Note that reference numeral 20 is a collection box for collecting the dust captured by the pre-stage dust collector 5, and reference numeral 21 is a collection box for collecting the dust collected by the filter device 19.

Next, the operation of the above dust collector will be explained.

Since a larger centrifugal force acts on the dust particles in the swirling airflow inside the cyclone 1 than the centrifugal force acting on the airflow, the swirling airflow containing dust flows along the outer cylinder 7 of the cyclone 1 on the outer circumferential side. Air flow that contains almost no dust (approximately 70 to 75% of the total air flow)
flows along the central portion of the cyclone 1, is sucked into the first suction duct 9 by the suction force of the first suction device 11, and is discharged into the atmosphere.

The dust in the air flow (approximately 25 to 30% of the total air flow) flowing into the separation chamber 13 from the annular gap 10 at high speed is decelerated in the separation chamber 13, collides with the dust collision wall 16, and stalls. Most of the heavy dust particles will fall under their own weight into the hopper storage section 15 below.

Then, the air containing relatively light and fine dust is moved from the separation chamber 13 to the second suction device 18 by the suction force of the second suction device 18.
The dust is sucked into the suction duct 17 and removed by the filter device 19.

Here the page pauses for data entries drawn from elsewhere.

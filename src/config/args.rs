//! Command-line argument parsing.

use clap::Parser;

/// Batch SCF over a molecule dataset with a pluggable XC functional.
#[derive(Parser, Debug)]
#[command(author, version, about, long_about = None)]
pub struct Args {
    /// Path to the YAML configuration file
    #[arg(short, long, default_value = "config.yaml")]
    pub config_file: String,

    /// Override the dataset path
    #[arg(long)]
    pub dataset: Option<String>,

    /// Override the functional (lsda, pw92, b88, pbe-x, hybrid)
    #[arg(short, long)]
    pub functional: Option<String>,

    /// Override the selected omega channels (repeatable)
    #[arg(long, num_args = 0..)]
    pub omegas: Option<Vec<f64>>,

    /// Override density mixing weight
    #[arg(long)]
    pub density_mixing: Option<f64>,

    /// Override maximum SCF cycles
    #[arg(long)]
    pub max_cycle: Option<usize>,

    /// Override DIIS subspace size (0 disables)
    #[arg(long)]
    pub diis_subspace_size: Option<usize>,

    /// Override energy convergence threshold
    #[arg(long)]
    pub convergence_threshold: Option<f64>,

    /// Override output file (default stdout)
    #[arg(short, long)]
    pub output: Option<String>,
}
//! Batch SCF command-line interface.
//!
//! Loads a molecule dataset, runs the SCF loop per molecule with the
//! configured functional and reports energies and convergence statistics.
//! Runs are independent, so the batch is parallelized per molecule.

use clap::Parser;
use color_eyre::eyre::{eyre, Result, WrapErr};
use rayon::prelude::*;
use std::fs;
use tracing::{info, warn};

use mlscf::config::{Args, Config};
use mlscf::functional::{classical, DispersionFunctional};
use mlscf::io::output::{log_history, setup_output, write_results};
use mlscf::io::load_dataset;
use mlscf::{FunctionalParams, Predictor, ScfSolution};

fn main() -> Result<()> {
    color_eyre::install()?;

    let args = Args::parse();
    setup_output(args.output.as_ref());

    info!("Reading configuration from: {}", args.config_file);
    let config_content = fs::read_to_string(&args.config_file)
        .wrap_err_with(|| format!("Unable to read configuration file: {}", args.config_file))?;
    let mut config: Config = serde_yml::from_str::<Config>(&config_content)
        .wrap_err("Failed to parse configuration file")?
        .with_defaults();

    // Command-line overrides.
    if let Some(dm) = args.density_mixing {
        info!("Overriding density_mixing with: {}", dm);
        config.scf_params.density_mixing = Some(dm);
    }
    if let Some(mc) = args.max_cycle {
        info!("Overriding max_cycle with: {}", mc);
        config.scf_params.max_cycle = Some(mc);
    }
    if let Some(size) = args.diis_subspace_size {
        info!("Overriding diis_subspace_size with: {}", size);
        config.scf_params.diis_subspace_size = Some(size);
    }
    if let Some(tol) = args.convergence_threshold {
        info!("Overriding convergence_threshold with: {}", tol);
        config.scf_params.convergence_threshold = Some(tol);
    }
    if let Some(f) = args.functional {
        config.functional = Some(f);
    }
    if let Some(omegas) = args.omegas {
        config.omegas = Some(omegas);
    }
    let dataset_path = args.dataset.as_deref().unwrap_or(&config.dataset);

    let functional = classical::by_name(config.functional_name())
        .map_err(|e| eyre!("{e}"))?;
    info!("Functional: {:?}", functional);

    let mut predictor = Predictor::new(functional).map_err(|e| eyre!("{e}"))?;
    if config.is_dispersion_enabled() {
        let disp = config
            .dispersion
            .as_ref()
            .cloned()
            .unwrap_or_default()
            .with_defaults();
        predictor = predictor.with_dispersion(DispersionFunctional::new(
            disp.c6.unwrap_or(6.5),
            disp.damping_radius.unwrap_or(2.0),
        ));
        info!("Dispersion correction enabled");
    }

    info!("Loading dataset: {}", dataset_path);
    let molecules = load_dataset(dataset_path, config.omegas.as_deref())
        .map_err(|e| eyre!("{e}"))?;
    info!("Loaded {} molecules", molecules.len());

    let solver = config.solver();
    let params = FunctionalParams::empty();

    // Each run owns its own snapshot chain; no shared mutable state.
    let outcomes: Vec<(String, mlscf::Result<ScfSolution>)> = molecules
        .into_par_iter()
        .map(|(name, molecule)| {
            let result = solver.run(&predictor, &params, &molecule);
            (name, result)
        })
        .collect();

    let mut results: Vec<(String, ScfSolution)> = Vec::new();
    let mut failures = 0;
    for (name, outcome) in outcomes {
        match outcome {
            Ok(sol) => {
                log_history(&name, &sol);
                results.push((name, sol));
            }
            Err(e) => {
                failures += 1;
                warn!("{}: {}", name, e);
            }
        }
    }

    let mut stdout = std::io::stdout();
    write_results(&mut stdout, &results).map_err(|e| eyre!("{e}"))?;
    if failures > 0 {
        warn!("{} molecules failed fatally", failures);
    }

    Ok(())
}
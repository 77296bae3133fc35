//! Differentiable Kohn-Sham SCF with pluggable exchange-correlation
//! functionals.
//!
//! The energy functional is a differentiable map from the density matrix to
//! a scalar; one reverse pass over the [`tape`] recovers the Fock operator,
//! and [`scf_impl`] drives the fixed-point iteration to self-consistency.
//! Snapshots come from an external quantum-chemistry engine through
//! [`io::dataset`].

pub mod config;
pub mod error;
pub mod functional;
pub mod io;
pub mod molecule;
pub mod predictor;
pub mod scf_impl;
pub mod tape;

#[doc(hidden)]
pub mod test_fixtures;

pub use error::{Error, Result};
pub use functional::{Functional, FunctionalParams};
pub use molecule::Molecule;
pub use predictor::Predictor;
pub use scf_impl::{ScfSolution, ScfSolver, ScfStatus};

According to the dust collector of the above embodiment, the load on the filter device 19 can be significantly reduced even with an extremely simple configuration. It can be made smaller, and wear of the second suction duct 17 can be improved to improve durability.

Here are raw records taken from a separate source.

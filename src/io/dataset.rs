//! Hierarchical molecule dataset, JSON on disk.
//!
//! One file holds many molecules keyed by identifier. Each record carries
//! the grid, integrals, orbital data and the omega-indexed chi kernel the
//! external engine precomputed. Loading can select a subset of the stored
//! omega channels by exact value; asking for an omega that was never
//! precomputed is a configuration error, never silently zeros.

extern crate nalgebra as na;

use std::collections::BTreeMap;
use std::fs;
use std::path::Path;

use na::{DMatrix, DVector, Vector3};
use serde::{Deserialize, Serialize};
use tracing::info;

use crate::error::{Error, Result};
use crate::molecule::{ChiTensor, EriTensor, Grid, Molecule, SpinMatrix};

#[derive(Debug, Serialize, Deserialize)]
struct DatasetFile {
    molecules: BTreeMap<String, MoleculeRecord>,
}

#[derive(Debug, Serialize, Deserialize)]
struct MoleculeRecord {
    coords: Vec<[f64; 3]>,
    weights: Vec<f64>,
    ao: DMatrix<f64>,
    grad_ao: [DMatrix<f64>; 3],
    /// One matrix for a restricted (closed-shell) density, two for a
    /// spin-resolved pair. Anything else is malformed.
    rdm1: Vec<DMatrix<f64>>,
    h1e: DMatrix<f64>,
    s1e: DMatrix<f64>,
    rep_tensor: Option<Vec<f64>>,
    mo_coeff: Vec<DMatrix<f64>>,
    mo_energy: Vec<Vec<f64>>,
    mo_occ: Vec<Vec<f64>>,
    energy_nuc: f64,
    energy: Option<f64>,
    omegas: Vec<f64>,
    /// Flat `(n_grid, n_omegas, 2, n_ao)` kernel, if precomputed.
    chi: Option<Vec<f64>>,
    nuclear_pos: Vec<[f64; 3]>,
    atom_index: Vec<u32>,
    basis: String,
    spin: i32,
    charge: i32,
}

/// Load every molecule in the file, selecting omega channels.
///
/// `requested_omegas`: `None` keeps everything stored; an empty slice drops
/// the chi tensor; otherwise each requested value must match a stored omega
/// exactly and the chi channels are reordered to the request.
pub fn load_dataset(
    path: impl AsRef<Path>,
    requested_omegas: Option<&[f64]>,
) -> Result<Vec<(String, Molecule)>> {
    let text = fs::read_to_string(path.as_ref())?;
    let file: DatasetFile = serde_json::from_str(&text)?;
    let mut out = Vec::with_capacity(file.molecules.len());
    for (name, record) in file.molecules {
        let molecule = molecule_from_record(&name, record, requested_omegas)?;
        out.push((name, molecule));
    }
    info!(
        count = out.len(),
        path = %path.as_ref().display(),
        "dataset loaded"
    );
    Ok(out)
}

/// Write molecules back out in the same layout `load_dataset` reads.
/// Densities are always saved spin-resolved.
pub fn save_dataset(path: impl AsRef<Path>, molecules: &[(String, Molecule)]) -> Result<()> {
    let mut records = BTreeMap::new();
    for (name, m) in molecules {
        records.insert(name.clone(), record_from_molecule(m));
    }
    let file = DatasetFile { molecules: records };
    fs::write(path, serde_json::to_string(&file)?)?;
    Ok(())
}

fn molecule_from_record(
    name: &str,
    record: MoleculeRecord,
    requested_omegas: Option<&[f64]>,
) -> Result<Molecule> {
    let n_grid = record.coords.len();
    let n_ao = record.h1e.nrows();

    // Restricted input carries a single total density; split it into two
    // identical half densities with halved occupations, the closed-shell
    // convention of the upstream engine.
    let (rdm1, mo_coeff, mo_energy, mo_occ) = match record.rdm1.len() {
        1 => {
            if record.mo_coeff.len() != 1
                || record.mo_energy.len() != 1
                || record.mo_occ.len() != 1
            {
                return Err(Error::config(format!(
                    "molecule '{name}': restricted density but spin-resolved orbitals"
                )));
            }
            let rdm1 = SpinMatrix::from_restricted(&record.rdm1[0]);
            let coeff = SpinMatrix::new(record.mo_coeff[0].clone(), record.mo_coeff[0].clone());
            let energy = DVector::from_vec(record.mo_energy[0].clone());
            let occ = DVector::from_vec(record.mo_occ[0].clone()).scale(0.5);
            (rdm1, coeff, [energy.clone(), energy], [occ.clone(), occ])
        }
        2 => {
            if record.mo_coeff.len() != 2
                || record.mo_energy.len() != 2
                || record.mo_occ.len() != 2
            {
                return Err(Error::config(format!(
                    "molecule '{name}': spin-resolved density but mismatched orbital data"
                )));
            }
            (
                SpinMatrix::new(record.rdm1[0].clone(), record.rdm1[1].clone()),
                SpinMatrix::new(record.mo_coeff[0].clone(), record.mo_coeff[1].clone()),
                [
                    DVector::from_vec(record.mo_energy[0].clone()),
                    DVector::from_vec(record.mo_energy[1].clone()),
                ],
                [
                    DVector::from_vec(record.mo_occ[0].clone()),
                    DVector::from_vec(record.mo_occ[1].clone()),
                ],
            )
        }
        rank => {
            return Err(Error::config(format!(
                "molecule '{name}': density matrix must have 1 or 2 spin slices, found {rank}"
            )))
        }
    };

    let stored_chi = match record.chi {
        Some(data) => Some(ChiTensor::new(n_grid, record.omegas.len(), n_ao, data)?),
        None => None,
    };

    // Omega channel selection by exact value match.
    let (omegas, chi) = match requested_omegas {
        None => (record.omegas.clone(), stored_chi),
        Some([]) => (Vec::new(), None),
        Some(wanted) => {
            let chi = stored_chi.ok_or_else(|| {
                Error::config(format!(
                    "molecule '{name}': omegas {wanted:?} requested but no chi tensor is stored"
                ))
            })?;
            let indices = wanted
                .iter()
                .map(|w| {
                    record.omegas.iter().position(|s| s == w).ok_or_else(|| {
                        Error::config(format!(
                            "molecule '{name}': omega {w} not precomputed (stored: {:?})",
                            record.omegas
                        ))
                    })
                })
                .collect::<Result<Vec<_>>>()?;
            (wanted.to_vec(), Some(chi.select(&indices)))
        }
    };

    let coords = record
        .coords
        .iter()
        .map(|c| Vector3::new(c[0], c[1], c[2]))
        .collect();
    let rep_tensor = match record.rep_tensor {
        Some(data) => Some(EriTensor::new(n_ao, data)?),
        None => None,
    };

    Molecule {
        grid: Grid::new(coords, DVector::from_vec(record.weights))?,
        ao: record.ao,
        grad_ao: record.grad_ao,
        rdm1,
        h1e: record.h1e,
        s1e: record.s1e,
        rep_tensor,
        mo_coeff,
        mo_energy,
        mo_occ,
        energy_nuc: record.energy_nuc,
        reference_energy: record.energy,
        omegas,
        chi,
        nuclear_pos: record
            .nuclear_pos
            .iter()
            .map(|c| Vector3::new(c[0], c[1], c[2]))
            .collect(),
        atom_index: record.atom_index,
        basis: record.basis,
        spin: record.spin,
        charge: record.charge,
    }
    .validated()
}

fn record_from_molecule(m: &Molecule) -> MoleculeRecord {
    MoleculeRecord {
        coords: m.grid.coords.iter().map(|c| [c.x, c.y, c.z]).collect(),
        weights: m.grid.weights.iter().cloned().collect(),
        ao: m.ao.clone(),
        grad_ao: m.grad_ao.clone(),
        rdm1: vec![m.rdm1.alpha.clone(), m.rdm1.beta.clone()],
        h1e: m.h1e.clone(),
        s1e: m.s1e.clone(),
        rep_tensor: m.rep_tensor.as_ref().map(|t| t.data().to_vec()),
        mo_coeff: vec![m.mo_coeff.alpha.clone(), m.mo_coeff.beta.clone()],
        mo_energy: m.mo_energy.iter().map(|v| v.iter().cloned().collect()).collect(),
        mo_occ: m.mo_occ.iter().map(|v| v.iter().cloned().collect()).collect(),
        energy_nuc: m.energy_nuc,
        energy: m.reference_energy,
        omegas: m.omegas.clone(),
        chi: m.chi.as_ref().map(|c| c.data().to_vec()),
        nuclear_pos: m.nuclear_pos.iter().map(|c| [c.x, c.y, c.z]).collect(),
        atom_index: m.atom_index.clone(),
        basis: m.basis.clone(),
        spin: m.spin,
        charge: m.charge,
    }
}

#[cfg(test)]
mod tests {
    use super::*;
    use crate::test_fixtures::h2_like;
    use approx::assert_relative_eq;
    use std::path::PathBuf;

    fn temp_path(tag: &str) -> PathBuf {
        std::env::temp_dir().join(format!("mlscf-{}-{}.json", tag, std::process::id()))
    }

    #[test]
    fn round_trip_preserves_the_snapshot() {
        let mol = h2_like();
        let path = temp_path("roundtrip");
        save_dataset(&path, &[("h2".to_string(), mol.clone())]).unwrap();
        let loaded = load_dataset(&path, None).unwrap();
        std::fs::remove_file(&path).ok();

        assert_eq!(loaded.len(), 1);
        let (name, back) = &loaded[0];
        assert_eq!(name, "h2");
        assert_relative_eq!(back.rdm1.max_abs_diff(&mol.rdm1), 0.0);
        assert_eq!(back.omegas, mol.omegas);
        assert_eq!(back.basis, mol.basis);
        assert_relative_eq!(back.energy_nuc, mol.energy_nuc);
        assert!(back.chi.is_some() && back.rep_tensor.is_some());
    }

    #[test]
    fn omega_subset_selection_reorders_channels() {
        let mol = h2_like();
        let path = temp_path("subset");
        save_dataset(&path, &[("h2".to_string(), mol.clone())]).unwrap();
        let loaded = load_dataset(&path, Some(&[0.4])).unwrap();
        std::fs::remove_file(&path).ok();

        let (_, back) = &loaded[0];
        assert_eq!(back.omegas, vec![0.4]);
        let chi = back.chi.as_ref().unwrap();
        assert_eq!(chi.n_omegas, 1);
        // Stored omega 0.4 was channel 1.
        let original = mol.chi.as_ref().unwrap();
        assert_relative_eq!(chi.at(0, 0, 0, 0), original.at(0, 1, 0, 0));
    }

    #[test]
    fn missing_omega_is_a_config_error() {
        let mol = h2_like();
        let path = temp_path("missing-omega");
        save_dataset(&path, &[("h2".to_string(), mol)]).unwrap();
        let r = load_dataset(&path, Some(&[0.7]));
        std::fs::remove_file(&path).ok();
        assert!(matches!(r, Err(Error::Config(_))));
    }

    #[test]
    fn empty_omega_request_drops_chi() {
        let mol = h2_like();
        let path = temp_path("no-omega");
        save_dataset(&path, &[("h2".to_string(), mol)]).unwrap();
        let loaded = load_dataset(&path, Some(&[])).unwrap();
        std::fs::remove_file(&path).ok();
        let (_, back) = &loaded[0];
        assert!(back.chi.is_none());
        assert!(back.omegas.is_empty());
    }

    #[test]
    fn restricted_input_splits_into_half_densities() {
        let mol = h2_like();
        let path = temp_path("restricted");
        // Save spin-resolved, then rewrite the record to a restricted one.
        save_dataset(&path, &[("h2".to_string(), mol.clone())]).unwrap();
        let text = std::fs::read_to_string(&path).unwrap();
        let mut file: DatasetFile = serde_json::from_str(&text).unwrap();
        {
            let rec = file.molecules.get_mut("h2").unwrap();
            let total = &rec.rdm1[0] + &rec.rdm1[1];
            rec.rdm1 = vec![total];
            rec.mo_coeff.truncate(1);
            rec.mo_energy.truncate(1);
            let doubled: Vec<f64> = rec.mo_occ[0].iter().map(|o| o * 2.0).collect();
            rec.mo_occ = vec![doubled];
        }
        std::fs::write(&path, serde_json::to_string(&file).unwrap()).unwrap();

        let loaded = load_dataset(&path, None).unwrap();
        std::fs::remove_file(&path).ok();
        let (_, back) = &loaded[0];
        assert_relative_eq!(back.rdm1.max_abs_diff(&mol.rdm1), 0.0, epsilon = 1e-12);
        assert_relative_eq!(back.mo_occ[0].sum(), 1.0);
    }

    #[test]
    fn malformed_spin_rank_is_rejected() {
        let mol = h2_like();
        let path = temp_path("bad-rank");
        save_dataset(&path, &[("h2".to_string(), mol)]).unwrap();
        let text = std::fs::read_to_string(&path).unwrap();
        let mut file: DatasetFile = serde_json::from_str(&text).unwrap();
        {
            let rec = file.molecules.get_mut("h2").unwrap();
            let extra = rec.rdm1[0].clone();
            rec.rdm1.push(extra);
        }
        std::fs::write(&path, serde_json::to_string(&file).unwrap()).unwrap();
        let r = load_dataset(&path, None);
        std::fs::remove_file(&path).ok();
        assert!(matches!(r, Err(Error::Config(_))));
    }
}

[Brief explanation of the drawing]

The drawings show an embodiment of the present invention, and FIG. 1 is an overall configuration diagram, and FIG. 2 is a sectional view of FIG. 1. 1... Linear cyclone, 4... Suction duct,
5... Pre-stage dust collector, 7... Outer cylinder, 8... Guide vane, 9... First suction duct, 10... Annular gap,
11...first suction device, 13...separation chamber, 14...
...Dust removal pipe, 15...Hopper storage section, 16...
Dust collision wall, 17...Second suction duct, 18...
Second suction device, 19...filter device.

Claims (1)

[Claim for Utility Model Registration] A linear cyclone with a substantially horizontal axis that is coaxially connected to a suction duct that sucks air containing dust and has guide vanes for generating swirling flow on the suction side, and a linear cyclone with a substantially horizontal axis; a first suction device connected by a first suction duct; a pre-stage dust collector attached to the downstream end of the cyclone; a second suction device connected to the pre-stage dust collector by a second suction duct; a filter device interposed in a second suction duct, the upstream end of the first suction duct faces coaxially with the downstream end of the outer cylinder of the cyclone with an annular gap, and is characterized by comprising a separation chamber communicating with the annular gap and connected to the second suction duct, a dust collision wall facing the annular gap in the separation chamber, and a dust extraction passage communicating with the lower part of the separation chamber. Dust collector.